Why companies use them
Cost control and predictability: ALS providers often use fixed-fee, subscription, or hybrid pricing that reduces billing surprises and improves budget planning.
Scalability: Teams and platforms can ramp up or down quickly to meet surges in demand, making ALS useful for litigation spikes, M&A activity, or regulatory reviews.
Specialized expertise: Providers concentrate on discrete functions—such as discovery, IP analytics, or contract remediation—so in-house teams can tap deep experience without long-term hires.
Process and technology: Many ALS offerings deliver standardized workflows, dashboards, and automation to shorten turnaround times and increase consistency across high-volume tasks.
Common types of ALS providers
– Legal process outsourcing (LPO): Offshore or nearshore teams handle high-volume, repeatable work like due diligence, document review, and legal research.
– Managed legal services: Providers take ownership of a legal function end-to-end—examples include managed litigation support or contract lifecycle management.
– Contract lawyers and fractional counsel: Experienced attorneys available for project-based work, secondments, or interim in-house roles.
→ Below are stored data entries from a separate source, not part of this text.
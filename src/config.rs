//! Snackbar configuration
//!
//! The daemon is driven by three user-supplied shell commands plus an
//! ordered list of selectable options and an idle timeout. Configuration
//! is TOML on disk, loaded once at daemon startup and replaced wholesale
//! only by the daemon's own reload handling.

use crate::errors::{AppError, AppResult};
use directories::BaseDirs;
use serde::{Deserialize, Serialize};
use std::collections::HashSet;
use std::path::{Path, PathBuf};
use std::time::Duration;

/// Substitution slot in `update_command`, replaced by the 0-based index of
/// the selected option.
pub const INDEX_SLOT: &str = "{index}";

const CONFIG_FILE: &str = "config.toml";

/// Snackbar daemon configuration
///
/// `update_command` carries one [`INDEX_SLOT`] substitution slot; the other
/// two commands are run verbatim. `options` is matched verbatim and
/// case-sensitively against the option a client sends — no trimming.
#[derive(Debug, Clone, Serialize, Deserialize)]
pub struct Config {
    /// Idle timeout before the snackbar auto-closes, in milliseconds.
    pub timeout_ms: u64,
    /// Command run when the snackbar opens.
    pub open_command: String,
    /// Command run on every update; `{index}` is replaced by the option index.
    pub update_command: String,
    /// Command run when the snackbar closes (explicitly or on timeout).
    pub close_command: String,
    /// Ordered list of option names clients may select.
    pub options: Vec<String>,
}

impl Default for Config {
    fn default() -> Self {
        Config {
            timeout_ms: 2000,
            open_command: "eww open snackbar".to_string(),
            update_command: "eww update snackbarIndex={index}".to_string(),
            close_command: "eww close snackbar".to_string(),
            options: vec![
                "volume".to_string(),
                "player".to_string(),
                "screenbrightness".to_string(),
                "powerprofiles".to_string(),
            ],
        }
    }
}

impl Config {
    /// Load and validate a configuration file.
    pub fn load(path: &Path) -> AppResult<Self> {
        if !path.exists() {
            return Err(AppError::ConfigNotFound {
                path: path.to_path_buf(),
            });
        }

        let raw = std::fs::read_to_string(path).map_err(|e| {
            AppError::config_with_source(format!("failed to read '{}'", path.display()), e)
        })?;

        let config: Config = toml::from_str(&raw).map_err(|e| {
            AppError::config_with_source(format!("failed to parse '{}'", path.display()), e)
        })?;

        config.validate()?;
        Ok(config)
    }

    /// Check the invariants a loaded config must hold: the three commands
    /// and the option list are non-empty, and option names are unique.
    pub fn validate(&self) -> AppResult<()> {
        if self.open_command.is_empty() {
            return Err(AppError::config("`open_command` must not be empty"));
        }
        if self.update_command.is_empty() {
            return Err(AppError::config("`update_command` must not be empty"));
        }
        if self.close_command.is_empty() {
            return Err(AppError::config("`close_command` must not be empty"));
        }
        if self.options.is_empty() {
            return Err(AppError::config("`options` must not be empty"));
        }
        if self.options.iter().any(|option| option.is_empty()) {
            return Err(AppError::config("`options` entries must not be empty"));
        }

        let mut seen = HashSet::new();
        for option in &self.options {
            if !seen.insert(option.as_str()) {
                return Err(AppError::config(format!(
                    "duplicate option '{option}' in `options`"
                )));
            }
        }

        Ok(())
    }

    /// Idle timeout as a [`Duration`].
    pub fn timeout(&self) -> Duration {
        Duration::from_millis(self.timeout_ms)
    }

    /// Position of `option` in the option list. Exact string match,
    /// case-sensitive, no trimming.
    pub fn option_index(&self, option: &str) -> Option<usize> {
        self.options.iter().position(|o| o == option)
    }

    /// The update command with the index slot filled in.
    pub fn render_update_command(&self, index: usize) -> String {
        self.update_command.replace(INDEX_SLOT, &index.to_string())
    }

    /// Serialize to TOML, e.g. for `snackd generate-config`.
    pub fn to_toml(&self) -> AppResult<String> {
        toml::to_string_pretty(self)
            .map_err(|e| AppError::config_with_source("failed to serialize config", e))
    }

    /// Default config file location: `<config dir>/snackd/config.toml`.
    pub fn default_path() -> AppResult<PathBuf> {
        Ok(snackd_dir()?.join(CONFIG_FILE))
    }
}

/// Directory holding the config file, socket and daemon log, typically
/// `~/.config/snackd`.
pub(crate) fn snackd_dir() -> AppResult<PathBuf> {
    let base_dirs =
        BaseDirs::new().ok_or_else(|| AppError::config("failed to determine home directory"))?;
    Ok(base_dirs.config_dir().join("snackd"))
}

#[cfg(test)]
mod tests {
    use super::*;
    use tempfile::TempDir;

    fn write_config(dir: &TempDir, contents: &str) -> PathBuf {
        let path = dir.path().join("config.toml");
        std::fs::write(&path, contents).unwrap();
        path
    }

    #[test]
    fn test_default_config_is_valid() {
        let config = Config::default();
        assert!(config.validate().is_ok());
        assert_eq!(config.timeout(), Duration::from_millis(2000));
    }

    #[test]
    fn test_default_config_round_trips_through_toml() {
        let rendered = Config::default().to_toml().unwrap();
        let parsed: Config = toml::from_str(&rendered).unwrap();
        assert_eq!(parsed.options, Config::default().options);
        assert_eq!(parsed.timeout_ms, 2000);
    }

    #[test]
    fn test_load_valid_config() {
        let dir = TempDir::new().unwrap();
        let path = write_config(
            &dir,
            r#"
timeout_ms = 500
open_command = "open"
update_command = "update {index}"
close_command = "close"
options = ["a", "b"]
"#,
        );

        let config = Config::load(&path).unwrap();
        assert_eq!(config.timeout_ms, 500);
        assert_eq!(config.options, vec!["a", "b"]);
    }

    #[test]
    fn test_load_missing_file() {
        let dir = TempDir::new().unwrap();
        let result = Config::load(&dir.path().join("nope.toml"));
        assert!(matches!(result, Err(AppError::ConfigNotFound { .. })));
    }

    #[test]
    fn test_load_rejects_empty_options() {
        let dir = TempDir::new().unwrap();
        let path = write_config(
            &dir,
            r#"
timeout_ms = 500
open_command = "open"
update_command = "update {index}"
close_command = "close"
options = []
"#,
        );

        assert!(Config::load(&path).is_err());
    }

    #[test]
    fn test_validate_rejects_duplicate_options() {
        let config = Config {
            options: vec!["volume".to_string(), "volume".to_string()],
            ..Config::default()
        };
        assert!(config.validate().is_err());
    }

    #[test]
    fn test_option_index_is_exact_match() {
        let config = Config::default();
        assert_eq!(config.option_index("volume"), Some(0));
        assert_eq!(config.option_index("player"), Some(1));
        // Case and whitespace are significant.
        assert_eq!(config.option_index("Volume"), None);
        assert_eq!(config.option_index(" volume"), None);
        assert_eq!(config.option_index("volume "), None);
    }

    #[test]
    fn test_render_update_command() {
        let config = Config::default();
        assert_eq!(config.render_update_command(3), "eww update snackbarIndex=3");
    }
}
//! CLI surface tests
//!
//! Smoke tests for argument parsing and the commands that work without a
//! running daemon.

use assert_cmd::Command;
use predicates::prelude::*;
use tempfile::TempDir;

#[test]
fn test_cli_help() {
    let mut cmd = Command::cargo_bin("snackd").unwrap();
    cmd.arg("--help")
        .assert()
        .success()
        .stdout(predicate::str::contains("Snackbar indicator daemon"))
        .stdout(predicate::str::contains("update"))
        .stdout(predicate::str::contains("daemon"));
}

#[test]
fn test_cli_version() {
    let mut cmd = Command::cargo_bin("snackd").unwrap();
    cmd.arg("--version")
        .assert()
        .success()
        .stdout(predicate::str::contains("snackd"));
}

#[test]
fn test_unknown_subcommand_fails() {
    let mut cmd = Command::cargo_bin("snackd").unwrap();
    cmd.arg("frobnicate").assert().failure();
}

#[test]
fn test_update_requires_an_option() {
    let mut cmd = Command::cargo_bin("snackd").unwrap();
    cmd.arg("update").assert().failure();
}

#[test]
fn test_generate_config_prints_valid_toml() {
    let mut cmd = Command::cargo_bin("snackd").unwrap();
    let output = cmd.arg("generate-config").assert().success();

    let stdout = String::from_utf8(output.get_output().stdout.clone()).unwrap();
    let parsed: toml::Value = toml::from_str(&stdout).unwrap();

    assert!(parsed.get("open_command").is_some());
    assert!(parsed.get("update_command").is_some());
    assert!(parsed.get("close_command").is_some());
    assert!(parsed.get("options").is_some());
    assert!(parsed.get("timeout_ms").is_some());
}

#[test]
fn test_ping_without_daemon_reports_not_running() {
    let dir = TempDir::new().unwrap();
    let socket = dir.path().join("daemon.sock");

    let mut cmd = Command::cargo_bin("snackd").unwrap();
    cmd.arg("--socket")
        .arg(&socket)
        .arg("ping")
        .assert()
        .failure()
        .stderr(predicate::str::contains("daemon not running"));
}

#[test]
fn test_daemon_refuses_to_start_with_missing_config() {
    let dir = TempDir::new().unwrap();
    let socket = dir.path().join("daemon.sock");
    let config = dir.path().join("missing.toml");

    let mut cmd = Command::cargo_bin("snackd").unwrap();
    cmd.arg("--socket")
        .arg(&socket)
        .arg("--config")
        .arg(&config)
        .arg("daemon")
        .assert()
        .failure()
        .stderr(predicate::str::contains("configuration file not found"));

    // Startup failed before the socket was ever bound.
    assert!(!socket.exists());
}

#[test]
fn test_daemon_refuses_to_start_with_invalid_config() {
    let dir = TempDir::new().unwrap();
    let socket = dir.path().join("daemon.sock");
    let config = dir.path().join("config.toml");
    std::fs::write(&config, "timeout_ms = \"not a number\"").unwrap();

    let mut cmd = Command::cargo_bin("snackd").unwrap();
    cmd.arg("--socket")
        .arg(&socket)
        .arg("--config")
        .arg(&config)
        .arg("daemon")
        .assert()
        .failure();

    assert!(!socket.exists());
}
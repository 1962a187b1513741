//! Error types for the snackd service
//!
//! One enum covers the error conditions the daemon and CLI can hit,
//! organized by functional domain. Only startup errors (config, bind)
//! are fatal; everything else stays scoped to a single connection.

use std::path::PathBuf;
use thiserror::Error;

/// Main application error type
#[derive(Error, Debug)]
pub enum AppError {
    // Configuration errors
    #[error("configuration error: {message}")]
    Config {
        message: String,
        #[source]
        source: Option<Box<dyn std::error::Error + Send + Sync>>,
    },

    #[error("configuration file not found: {path}")]
    ConfigNotFound { path: PathBuf },

    // Daemon / IPC errors
    #[error("daemon not running (no listener at '{path}')")]
    DaemonNotRunning { path: PathBuf },

    #[error("socket error at '{path}': {operation}")]
    Socket {
        path: PathBuf,
        operation: String,
        #[source]
        source: Option<Box<dyn std::error::Error + Send + Sync>>,
    },

    #[error("IPC error: {message}")]
    Ipc {
        message: String,
        #[source]
        source: Option<Box<dyn std::error::Error + Send + Sync>>,
    },

    /// Malformed or unexpected bytes on the wire. Recoverable per
    /// connection: the peer gets an error reply and the daemon keeps
    /// serving.
    #[error("protocol error: {message}")]
    Protocol { message: String },
}

/// Convenience type alias for Results using AppError
pub type AppResult<T> = Result<T, AppError>;

impl AppError {
    pub fn config(message: impl Into<String>) -> Self {
        Self::Config {
            message: message.into(),
            source: None,
        }
    }

    pub fn config_with_source(
        message: impl Into<String>,
        source: impl std::error::Error + Send + Sync + 'static,
    ) -> Self {
        Self::Config {
            message: message.into(),
            source: Some(Box::new(source)),
        }
    }

    pub fn socket_with_source(
        path: impl Into<PathBuf>,
        operation: impl Into<String>,
        source: impl std::error::Error + Send + Sync + 'static,
    ) -> Self {
        Self::Socket {
            path: path.into(),
            operation: operation.into(),
            source: Some(Box::new(source)),
        }
    }

    pub fn ipc(message: impl Into<String>) -> Self {
        Self::Ipc {
            message: message.into(),
            source: None,
        }
    }

    pub fn ipc_with_source(
        message: impl Into<String>,
        source: impl std::error::Error + Send + Sync + 'static,
    ) -> Self {
        Self::Ipc {
            message: message.into(),
            source: Some(Box::new(source)),
        }
    }

    pub fn protocol(message: impl Into<String>) -> Self {
        Self::Protocol {
            message: message.into(),
        }
    }
}

impl From<std::io::Error> for AppError {
    fn from(err: std::io::Error) -> Self {
        let message = match err.kind() {
            std::io::ErrorKind::UnexpectedEof => "connection closed before a reply arrived",
            std::io::ErrorKind::ConnectionReset => "connection reset by peer",
            std::io::ErrorKind::TimedOut => "socket operation timed out",
            _ => "socket I/O failed",
        }
        .to_string();

        Self::Ipc {
            message,
            source: Some(Box::new(err)),
        }
    }
}

#[cfg(test)]
mod tests {
    use super::*;

    #[test]
    fn test_error_display() {
        let err = AppError::config("missing field `options`");
        assert_eq!(
            err.to_string(),
            "configuration error: missing field `options`"
        );

        let err = AppError::protocol("frame too large");
        assert_eq!(err.to_string(), "protocol error: frame too large");
    }

    #[test]
    fn test_io_error_conversion() {
        let io_err = std::io::Error::new(std::io::ErrorKind::UnexpectedEof, "eof");
        let app_err: AppError = io_err.into();

        match app_err {
            AppError::Ipc { message, .. } => {
                assert_eq!(message, "connection closed before a reply arrived");
            }
            _ => panic!("wrong error type"),
        }
    }
}
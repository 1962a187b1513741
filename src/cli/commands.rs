//! Command definitions and structures for the CLI

use clap::{Parser, Subcommand};
use std::path::PathBuf;

/// Main CLI structure
#[derive(Parser)]
#[command(name = "snackd")]
#[command(about = "Snackbar indicator daemon driven by external commands")]
#[command(version)]
pub struct Cli {
    #[command(subcommand)]
    pub command: Commands,

    /// Unix socket used to reach the daemon
    #[arg(short, long, global = true)]
    pub socket: Option<PathBuf>,

    /// Config file (defaults to <config dir>/snackd/config.toml)
    #[arg(short, long, global = true)]
    pub config: Option<PathBuf>,

    /// Enable verbose output
    #[arg(short, long, global = true)]
    pub verbose: bool,
}

/// Available CLI commands
#[derive(Subcommand)]
pub enum Commands {
    /// Start the daemon
    Daemon {
        /// Run in the background (detached)
        #[arg(short, long)]
        detach: bool,
    },

    /// Ping the daemon to check connectivity
    Ping,

    /// Open or refresh the snackbar with the given option
    Update {
        /// Option name, matched verbatim against `options` in the config
        option: String,
    },

    /// Close the snackbar immediately
    Close,

    /// Ask the daemon to reload its config
    Reload,

    /// Stop the daemon
    Kill,

    /// Print a default config file to stdout
    GenerateConfig,
}
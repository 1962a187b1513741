//! Snackbar lifecycle state
//!
//! [`SnackbarState`] is the daemon's single source of truth: whether the
//! indicator is open, plus the currently armed auto-close timer. It is a
//! plain value owned by the event loop in [`super::server`] — all
//! mutation goes through that loop, one message at a time, so none of
//! this needs a lock.

use tokio::task::JoinHandle;

/// Handle to one armed auto-close timer.
///
/// A timer is armed on creation and ends either canceled or fired, both
/// terminal. Cancelation aborts the sleep task; an elapse message that
/// already left the task is discarded by the generation check in the
/// event loop, so the close action runs at most once.
#[derive(Debug)]
pub struct AutoCloseTimer {
    generation: u64,
    handle: JoinHandle<()>,
}

impl AutoCloseTimer {
    pub fn new(generation: u64, handle: JoinHandle<()>) -> Self {
        Self { generation, handle }
    }

    pub fn generation(&self) -> u64 {
        self.generation
    }

    fn cancel(self) {
        self.handle.abort();
    }
}

/// Whether the snackbar is open and which auto-close is pending.
///
/// Invariant: a timer is armed only while the snackbar is open — a closed
/// snackbar has no pending auto-close.
#[derive(Debug, Default)]
pub struct SnackbarState {
    open: bool,
    timer: Option<AutoCloseTimer>,
}

impl SnackbarState {
    pub fn new() -> Self {
        Self::default()
    }

    pub fn is_open(&self) -> bool {
        self.open
    }

    pub fn armed_generation(&self) -> Option<u64> {
        self.timer.as_ref().map(AutoCloseTimer::generation)
    }

    /// Cancel the armed timer, if any. No-op when nothing is armed.
    pub fn cancel_timer(&mut self) {
        if let Some(timer) = self.timer.take() {
            timer.cancel();
        }
    }

    /// Mark the snackbar open and arm `timer`, superseding any previous
    /// timer in the same step.
    pub fn open_with(&mut self, timer: AutoCloseTimer) {
        self.cancel_timer();
        self.open = true;
        self.timer = Some(timer);
    }

    /// Close the snackbar, dropping any pending auto-close.
    pub fn close(&mut self) {
        self.cancel_timer();
        self.open = false;
    }

    /// The fire path: consume the armed timer if `generation` still names
    /// it. Returns false for a stale elapse (superseded or canceled).
    pub fn take_if_armed(&mut self, generation: u64) -> bool {
        if self.armed_generation() == Some(generation) {
            self.timer = None;
            true
        } else {
            false
        }
    }
}

#[cfg(test)]
mod tests {
    use super::*;

    fn dummy_timer(generation: u64) -> AutoCloseTimer {
        AutoCloseTimer::new(generation, tokio::spawn(async {}))
    }

    #[tokio::test]
    async fn test_closed_state_has_no_timer() {
        let state = SnackbarState::new();
        assert!(!state.is_open());
        assert_eq!(state.armed_generation(), None);
    }

    #[tokio::test]
    async fn test_open_with_supersedes_previous_timer() {
        let mut state = SnackbarState::new();
        state.open_with(dummy_timer(1));
        state.open_with(dummy_timer(2));

        assert!(state.is_open());
        assert_eq!(state.armed_generation(), Some(2));
    }

    #[tokio::test]
    async fn test_close_clears_timer_and_is_idempotent() {
        let mut state = SnackbarState::new();
        state.open_with(dummy_timer(1));

        state.close();
        assert!(!state.is_open());
        assert_eq!(state.armed_generation(), None);

        state.close();
        assert!(!state.is_open());
    }

    #[tokio::test]
    async fn test_take_if_armed_rejects_stale_generation() {
        let mut state = SnackbarState::new();
        state.open_with(dummy_timer(2));

        assert!(!state.take_if_armed(1));
        assert_eq!(state.armed_generation(), Some(2));

        assert!(state.take_if_armed(2));
        assert_eq!(state.armed_generation(), None);
        // A duplicate elapse for a consumed timer is a no-op.
        assert!(!state.take_if_armed(2));
    }
}
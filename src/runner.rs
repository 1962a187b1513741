//! External command execution
//!
//! The daemon never inspects what the snackbar commands do; it only fires
//! them off and moves on. Failures are logged and swallowed — a broken
//! user command must never take the daemon down or leak into a protocol
//! reply.

use async_trait::async_trait;
use tokio::process::Command;
use tracing::{debug, warn};

/// Seam for running snackbar commands, so tests can record invocations
/// instead of spawning processes.
#[async_trait]
pub trait CommandRunner: Send + Sync {
    /// Run one shell command to completion, ignoring its output.
    async fn run(&self, command: &str);
}

/// Runs commands through `sh -c`, fire-and-forget.
pub struct ShellRunner;

#[async_trait]
impl CommandRunner for ShellRunner {
    async fn run(&self, command: &str) {
        debug!("running command: {command}");

        match Command::new("sh").arg("-c").arg(command).status().await {
            Ok(status) if !status.success() => {
                warn!("command '{command}' exited with {status}");
            }
            Ok(_) => {}
            Err(e) => {
                warn!("failed to spawn command '{command}': {e}");
            }
        }
    }
}

#[cfg(test)]
pub(crate) mod testing {
    use super::*;
    use std::sync::Mutex;

    /// Records every command instead of executing it.
    #[derive(Default)]
    pub struct RecordingRunner {
        commands: Mutex<Vec<String>>,
    }

    impl RecordingRunner {
        pub fn new() -> Self {
            Self::default()
        }

        pub fn commands(&self) -> Vec<String> {
            self.commands.lock().unwrap().clone()
        }
    }

    #[async_trait]
    impl CommandRunner for RecordingRunner {
        async fn run(&self, command: &str) {
            self.commands.lock().unwrap().push(command.to_string());
        }
    }
}

#[cfg(test)]
mod tests {
    use super::*;

    #[tokio::test]
    async fn test_shell_runner_swallows_failures() {
        // Neither a failing nor an unspawnable command may panic or block.
        let runner = ShellRunner;
        runner.run("exit 3").await;
        runner.run("true").await;
    }
}
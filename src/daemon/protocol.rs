//! Wire protocol shared by the daemon server and client
//!
//! One request per connection, one reply back. Frames are a u32
//! little-endian length prefix followed by a bincode-encoded message;
//! both ends use the same codec so framing lives here and nowhere else.

use crate::errors::{AppError, AppResult};
use serde::de::DeserializeOwned;
use serde::{Deserialize, Serialize};
use std::path::PathBuf;
use tokio::io::{AsyncRead, AsyncReadExt, AsyncWrite, AsyncWriteExt};

/// Upper bound on a single frame. Requests and replies are tiny; anything
/// bigger is a confused or hostile peer.
pub const MAX_FRAME_LEN: usize = 64 * 1024;

/// Requests a client may send, one per connection.
#[derive(Debug, Clone, Serialize, Deserialize)]
pub enum DaemonRequest {
    /// Connectivity check.
    Ping,
    /// Open or refresh the snackbar with the named option.
    Update { option: String },
    /// Close the snackbar now; a no-op if it is already closed.
    Close,
    /// Re-read the config, from `config_path` or the daemon's current path.
    Reload { config_path: Option<PathBuf> },
    /// Stop the daemon after the reply is flushed.
    Kill,
}

/// Reply to any request.
#[derive(Debug, Clone, PartialEq, Eq, Serialize, Deserialize)]
pub enum DaemonResponse {
    Ok { message: String },
    Error { message: String },
}

impl DaemonResponse {
    pub fn ok(message: impl Into<String>) -> Self {
        Self::Ok {
            message: message.into(),
        }
    }

    pub fn error(message: impl Into<String>) -> Self {
        Self::Error {
            message: message.into(),
        }
    }

    pub fn is_ok(&self) -> bool {
        matches!(self, Self::Ok { .. })
    }

    pub fn message(&self) -> &str {
        match self {
            Self::Ok { message } | Self::Error { message } => message,
        }
    }
}

/// Write one length-prefixed frame and flush it.
pub async fn write_frame<W, T>(stream: &mut W, value: &T) -> AppResult<()>
where
    W: AsyncWrite + Unpin,
    T: Serialize,
{
    let payload = bincode::serde::encode_to_vec(value, bincode::config::standard())
        .map_err(|e| AppError::ipc_with_source("failed to encode frame", e))?;

    let length = u32::try_from(payload.len())
        .map_err(|_| AppError::protocol(format!("frame too large: {} bytes", payload.len())))?;

    stream.write_all(&length.to_le_bytes()).await?;
    stream.write_all(&payload).await?;
    stream.flush().await?;

    Ok(())
}

/// Read one length-prefixed frame.
///
/// A length over [`MAX_FRAME_LEN`] or an undecodable payload comes back as
/// [`AppError::Protocol`]; plain I/O failures come back as [`AppError::Ipc`].
pub async fn read_frame<R, T>(stream: &mut R) -> AppResult<T>
where
    R: AsyncRead + Unpin,
    T: DeserializeOwned,
{
    let mut length_bytes = [0u8; 4];
    stream.read_exact(&mut length_bytes).await?;

    let length = u32::from_le_bytes(length_bytes) as usize;
    if length > MAX_FRAME_LEN {
        return Err(AppError::protocol(format!(
            "frame too large: {length} bytes"
        )));
    }

    let mut payload = vec![0u8; length];
    stream.read_exact(&mut payload).await?;

    let (value, _) = bincode::serde::decode_from_slice(&payload, bincode::config::standard())
        .map_err(|e| AppError::protocol(format!("failed to decode frame: {e}")))?;

    Ok(value)
}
– Technology-enabled platforms: Cloud-based tools that combine document automation, analytics, and workflow orchestration for contract management, matter intake, or compliance tracking.
– Consulting and legal ops partners: Advisors who help redesign workflows, implement technology, and set governance for blended in-house/ALS delivery models.
Managing risk and ensuring quality
Quality and data security are top concerns.
Best practices to mitigate risk include:
– Vet credentials and references: Verify provider expertise, case studies, and domain experience.
– Check security and compliance posture: Look for SOC 2, ISO, or other relevant certifications and clear data handling policies.
– Define SLAs and KPIs: Specify quality standards, review sampling rates, and remediation pathways in contracts.
– Start with a pilot: Run a contained project to validate methods, communications, and outcomes before scaling.
– Maintain governance: Create a steering committee or single point of contact to oversee work, decision-making, and escalation.
How to choose the right provider
Match the provider’s strengths to the business need.
Consider these selection criteria:
– Depth of expertise in the specific legal domain
– Transparency of pricing and billing models

– Technology stack and integration capabilities with existing systems
– Track record of security and compliance
– Flexibility to scale and adapt processes
Key metrics to track
To measure value and guide ongoing partner selection, track metrics such as:
– Cost per matter or task
– Turnaround time and SLA adherence
– Accuracy and error rates from quality reviews
– Matter cycle time reductions
– Internal stakeholder satisfaction (NPS or surveys)
Getting started
Pilot a non-core but visible project: contract remediation, standardized NDAs, or discovery for a closed matter are good candidates. Establish clear goals, KPIs, and governance up front. Maintain open communication and continuous feedback loops between in-house teams and the provider.
Alternative legal services can transform how legal work is delivered—shifting it from a purely billable-hours model to a more strategic, efficient function.
With careful selection, robust security practices, and measured pilots, organizations can unlock predictable costs, specialized capability, and greater operational agility.